### PROVIDED RECORDS
■ ■ ■ ■

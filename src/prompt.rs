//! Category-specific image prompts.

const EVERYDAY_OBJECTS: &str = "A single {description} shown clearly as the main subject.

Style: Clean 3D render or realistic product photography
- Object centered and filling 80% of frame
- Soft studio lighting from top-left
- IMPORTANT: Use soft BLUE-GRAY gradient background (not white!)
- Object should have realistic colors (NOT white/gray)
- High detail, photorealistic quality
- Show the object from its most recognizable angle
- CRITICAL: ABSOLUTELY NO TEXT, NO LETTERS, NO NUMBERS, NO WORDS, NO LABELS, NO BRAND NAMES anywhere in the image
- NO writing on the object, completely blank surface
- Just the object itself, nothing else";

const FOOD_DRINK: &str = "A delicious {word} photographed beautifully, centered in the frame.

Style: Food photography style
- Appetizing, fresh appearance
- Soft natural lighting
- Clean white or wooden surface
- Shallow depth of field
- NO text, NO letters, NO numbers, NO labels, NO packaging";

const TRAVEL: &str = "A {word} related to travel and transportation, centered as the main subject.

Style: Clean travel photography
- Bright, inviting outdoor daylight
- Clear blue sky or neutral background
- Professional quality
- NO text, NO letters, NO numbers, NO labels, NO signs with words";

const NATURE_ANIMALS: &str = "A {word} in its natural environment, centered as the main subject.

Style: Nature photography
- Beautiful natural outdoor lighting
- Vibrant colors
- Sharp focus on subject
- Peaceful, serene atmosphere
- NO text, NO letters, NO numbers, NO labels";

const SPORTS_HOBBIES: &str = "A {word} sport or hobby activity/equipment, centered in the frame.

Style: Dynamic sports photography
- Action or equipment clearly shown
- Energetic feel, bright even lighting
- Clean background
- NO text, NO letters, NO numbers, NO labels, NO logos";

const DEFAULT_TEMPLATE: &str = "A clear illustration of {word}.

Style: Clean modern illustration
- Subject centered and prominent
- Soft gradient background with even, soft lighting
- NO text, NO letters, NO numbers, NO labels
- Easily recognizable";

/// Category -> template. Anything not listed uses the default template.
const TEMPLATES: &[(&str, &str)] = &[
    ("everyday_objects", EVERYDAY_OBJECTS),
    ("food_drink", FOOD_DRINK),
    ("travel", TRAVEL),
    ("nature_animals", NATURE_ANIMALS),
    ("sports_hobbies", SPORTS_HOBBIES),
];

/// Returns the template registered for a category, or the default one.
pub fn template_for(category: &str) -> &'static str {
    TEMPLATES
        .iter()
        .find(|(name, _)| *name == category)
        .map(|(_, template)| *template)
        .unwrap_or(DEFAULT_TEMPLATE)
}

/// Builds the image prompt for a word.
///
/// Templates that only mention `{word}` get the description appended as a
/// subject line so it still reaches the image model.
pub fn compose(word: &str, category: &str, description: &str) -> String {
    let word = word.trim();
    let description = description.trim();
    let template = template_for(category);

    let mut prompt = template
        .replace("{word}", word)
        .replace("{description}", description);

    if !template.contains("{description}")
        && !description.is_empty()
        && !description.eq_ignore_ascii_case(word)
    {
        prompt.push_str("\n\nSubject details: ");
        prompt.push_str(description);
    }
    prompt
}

■ ■ ■ ■

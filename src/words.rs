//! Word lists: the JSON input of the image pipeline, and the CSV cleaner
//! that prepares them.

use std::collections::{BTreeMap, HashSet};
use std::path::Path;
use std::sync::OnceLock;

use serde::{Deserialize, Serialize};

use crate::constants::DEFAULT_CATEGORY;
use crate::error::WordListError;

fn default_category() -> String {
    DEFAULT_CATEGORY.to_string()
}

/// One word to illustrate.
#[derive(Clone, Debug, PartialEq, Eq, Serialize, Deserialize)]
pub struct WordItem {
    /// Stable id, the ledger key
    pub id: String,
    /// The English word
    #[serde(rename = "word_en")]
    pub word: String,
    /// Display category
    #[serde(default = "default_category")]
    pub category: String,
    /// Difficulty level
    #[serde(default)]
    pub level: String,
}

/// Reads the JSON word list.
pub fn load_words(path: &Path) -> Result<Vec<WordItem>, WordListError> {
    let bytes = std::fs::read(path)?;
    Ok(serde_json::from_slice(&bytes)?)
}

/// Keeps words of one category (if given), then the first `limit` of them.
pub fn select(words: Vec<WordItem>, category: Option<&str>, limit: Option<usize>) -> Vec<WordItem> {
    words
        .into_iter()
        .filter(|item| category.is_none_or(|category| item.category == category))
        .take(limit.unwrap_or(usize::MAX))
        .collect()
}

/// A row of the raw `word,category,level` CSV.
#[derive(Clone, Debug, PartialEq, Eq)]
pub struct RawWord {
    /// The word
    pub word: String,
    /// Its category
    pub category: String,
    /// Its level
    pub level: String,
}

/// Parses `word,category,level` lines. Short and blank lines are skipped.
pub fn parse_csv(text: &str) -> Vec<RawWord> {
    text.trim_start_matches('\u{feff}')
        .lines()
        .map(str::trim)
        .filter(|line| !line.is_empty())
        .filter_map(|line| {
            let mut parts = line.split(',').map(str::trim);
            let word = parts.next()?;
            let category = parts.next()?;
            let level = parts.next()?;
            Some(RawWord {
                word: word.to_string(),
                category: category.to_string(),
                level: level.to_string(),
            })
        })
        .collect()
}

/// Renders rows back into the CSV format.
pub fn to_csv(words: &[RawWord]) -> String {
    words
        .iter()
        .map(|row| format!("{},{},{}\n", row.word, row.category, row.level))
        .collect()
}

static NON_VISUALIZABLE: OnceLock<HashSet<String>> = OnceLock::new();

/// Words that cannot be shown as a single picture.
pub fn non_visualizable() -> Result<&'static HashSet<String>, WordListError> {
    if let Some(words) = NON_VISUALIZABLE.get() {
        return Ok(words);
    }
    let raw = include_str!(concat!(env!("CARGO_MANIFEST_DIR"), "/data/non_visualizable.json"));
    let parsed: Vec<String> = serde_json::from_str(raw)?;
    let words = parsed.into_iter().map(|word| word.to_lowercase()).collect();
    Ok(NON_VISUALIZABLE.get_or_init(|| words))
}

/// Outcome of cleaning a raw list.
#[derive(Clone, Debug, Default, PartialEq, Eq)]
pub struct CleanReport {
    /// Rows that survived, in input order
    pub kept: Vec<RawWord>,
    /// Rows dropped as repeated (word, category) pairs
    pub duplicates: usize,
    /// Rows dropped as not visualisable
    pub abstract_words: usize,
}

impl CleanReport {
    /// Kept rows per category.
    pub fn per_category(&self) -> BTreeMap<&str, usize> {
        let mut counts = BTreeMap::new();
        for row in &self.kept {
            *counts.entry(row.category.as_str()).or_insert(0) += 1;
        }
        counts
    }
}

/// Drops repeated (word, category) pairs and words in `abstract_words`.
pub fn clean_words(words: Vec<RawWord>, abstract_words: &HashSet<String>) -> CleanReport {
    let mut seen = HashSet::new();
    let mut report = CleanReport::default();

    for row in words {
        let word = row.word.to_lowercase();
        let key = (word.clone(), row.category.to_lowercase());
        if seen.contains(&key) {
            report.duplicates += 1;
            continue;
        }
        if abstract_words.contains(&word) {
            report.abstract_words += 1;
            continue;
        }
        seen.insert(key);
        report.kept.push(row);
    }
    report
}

■ ■ ■ ■

### TO DO
All that is wanted is a faithful reproduction of the line above with "use std::sync::OnceLock;", the line with "JSON word list.", and every line in between.

### THE ANSWER
use std::sync::OnceLock;

use serde::{Deserialize, Serialize};

use crate::constants::DEFAULT_CATEGORY;
use crate::error::WordListError;

fn default_category() -> String {
    DEFAULT_CATEGORY.to_string()
}

/// One word to illustrate.
#[derive(Clone, Debug, PartialEq, Eq, Serialize, Deserialize)]
pub struct WordItem {
    /// Stable id, the ledger key
    pub id: String,
    /// The English word
    #[serde(rename = "word_en")]
    pub word: String,
    /// Display category
    #[serde(default = "default_category")]
    pub category: String,
    /// Difficulty level
    #[serde(default)]
    pub level: String,
}

/// Reads the JSON word list.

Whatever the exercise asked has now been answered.